Input for this task:

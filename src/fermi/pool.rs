use crate::data::LIGHT_NUCLIDE_INDEX;
use crate::nuclear_data::NuclearData;

/// A fragment species that Fermi break-up may produce.
#[derive(Debug, Clone, Copy, PartialEq)]
pub struct PoolFragment {
    pub a: i32,
    pub z: i32,
    /// Ground-state nuclear mass in MeV
    pub mass: f64,
    /// Spin degeneracy `2J + 1`
    pub degeneracy: f64,
}

/// Light ground-state nuclei available as break-up products, ordered by `(A, Z)`.
///
/// Nuclides that are unbound against a two-body split into other pool
/// members (5He, 8Be, ...) are left out, so every product is particle-stable
/// against binary decay.
#[derive(Debug, Clone)]
pub struct FragmentPool {
    fragments: Vec<PoolFragment>,
}

impl FragmentPool {
    /// Pool of every nuclide with `A < max_a` that `data` has a mass for.
    pub fn new(data: &dyn NuclearData, max_a: i32) -> Self {
        let mut fragments: Vec<PoolFragment> = Vec::new();
        for a in 1..max_a {
            for z in 0..=a {
                let mass = data.nuclear_mass(z, a);
                if mass <= 0.0 {
                    continue;
                }
                let degeneracy = LIGHT_NUCLIDE_INDEX
                    .get(&(z, a))
                    .map(|nuclide| (nuclide.twice_spin + 1) as f64)
                    .unwrap_or(1.0);
                let candidate = PoolFragment {
                    a,
                    z,
                    mass,
                    degeneracy,
                };
                if !is_binary_unbound(&fragments, &candidate) {
                    fragments.push(candidate);
                }
            }
        }
        tracing::debug!(size = fragments.len(), "built Fermi break-up fragment pool");
        FragmentPool { fragments }
    }

    pub fn fragments(&self) -> &[PoolFragment] {
        &self.fragments
    }

    pub fn get(&self, index: usize) -> &PoolFragment {
        &self.fragments[index]
    }

    pub fn len(&self) -> usize {
        self.fragments.len()
    }

    pub fn is_empty(&self) -> bool {
        self.fragments.is_empty()
    }

    pub fn contains(&self, z: i32, a: i32) -> bool {
        self.fragments.iter().any(|f| f.z == z && f.a == a)
    }
}

fn is_binary_unbound(accepted: &[PoolFragment], candidate: &PoolFragment) -> bool {
    accepted.iter().any(|first| {
        let (a2, z2) = (candidate.a - first.a, candidate.z - first.z);
        accepted
            .iter()
            .find(|second| second.a == a2 && second.z == z2)
            .is_some_and(|second| first.mass + second.mass < candidate.mass)
    })
}

#[cfg(test)]
mod tests {
    use super::*;
    use crate::nuclear_data::NuclideTable;

    #[test]
    fn test_pool_contains_light_clusters() {
        let pool = FragmentPool::new(&NuclideTable::new(), 19);
        for (z, a) in [(0, 1), (1, 1), (1, 2), (1, 3), (2, 3), (2, 4), (6, 12), (8, 16)] {
            assert!(pool.contains(z, a), "missing Z={} A={}", z, a);
        }
    }

    #[test]
    fn test_pool_excludes_unbound_nuclei() {
        let pool = FragmentPool::new(&NuclideTable::new(), 19);
        assert!(!pool.contains(4, 8), "8Be decays into two alphas");
        assert!(!pool.contains(2, 5), "5He decays into alpha + n");
        assert!(!pool.contains(3, 5), "5Li decays into alpha + p");
    }

    #[test]
    fn test_pool_is_ordered_and_bounded() {
        let pool = FragmentPool::new(&NuclideTable::new(), 19);
        assert!(!pool.is_empty());
        let keys: Vec<(i32, i32)> = pool.fragments().iter().map(|f| (f.a, f.z)).collect();
        let mut sorted = keys.clone();
        sorted.sort();
        assert_eq!(keys, sorted);
        assert!(pool.fragments().iter().all(|f| f.a < 19));
        assert_eq!(pool.get(0).a, 1);
    }

    #[test]
    fn test_spin_degeneracy() {
        let pool = FragmentPool::new(&NuclideTable::new(), 19);
        let deuteron = pool.fragments().iter().find(|f| f.a == 2 && f.z == 1).unwrap();
        assert_eq!(deuteron.degeneracy, 3.0);
    }
}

Required action: Please repeat word for word the lines above that run from the beginning through the line containing "for z in 0..=a", keeping both the first and that last line.

Reply to the task:
filename src/fermi/pool.rs
use crate::data::LIGHT_NUCLIDE_INDEX;
use crate::nuclear_data::NuclearData;

/// A fragment species that Fermi break-up may produce.
#[derive(Debug, Clone, Copy, PartialEq)]
pub struct PoolFragment {
    pub a: i32,
    pub z: i32,
    /// Ground-state nuclear mass in MeV
    pub mass: f64,
    /// Spin degeneracy `2J + 1`
    pub degeneracy: f64,
}

/// Light ground-state nuclei available as break-up products, ordered by `(A, Z)`.
///
/// Nuclides that are unbound against a two-body split into other pool
/// members (5He, 8Be, ...) are left out, so every product is particle-stable
/// against binary decay.
#[derive(Debug, Clone)]
pub struct FragmentPool {
    fragments: Vec<PoolFragment>,
}

impl FragmentPool {
    /// Pool of every nuclide with `A < max_a` that `data` has a mass for.
    pub fn new(data: &dyn NuclearData, max_a: i32) -> Self {
        let mut fragments: Vec<PoolFragment> = Vec::new();
        for a in 1..max_a {
            for z in 0..=a {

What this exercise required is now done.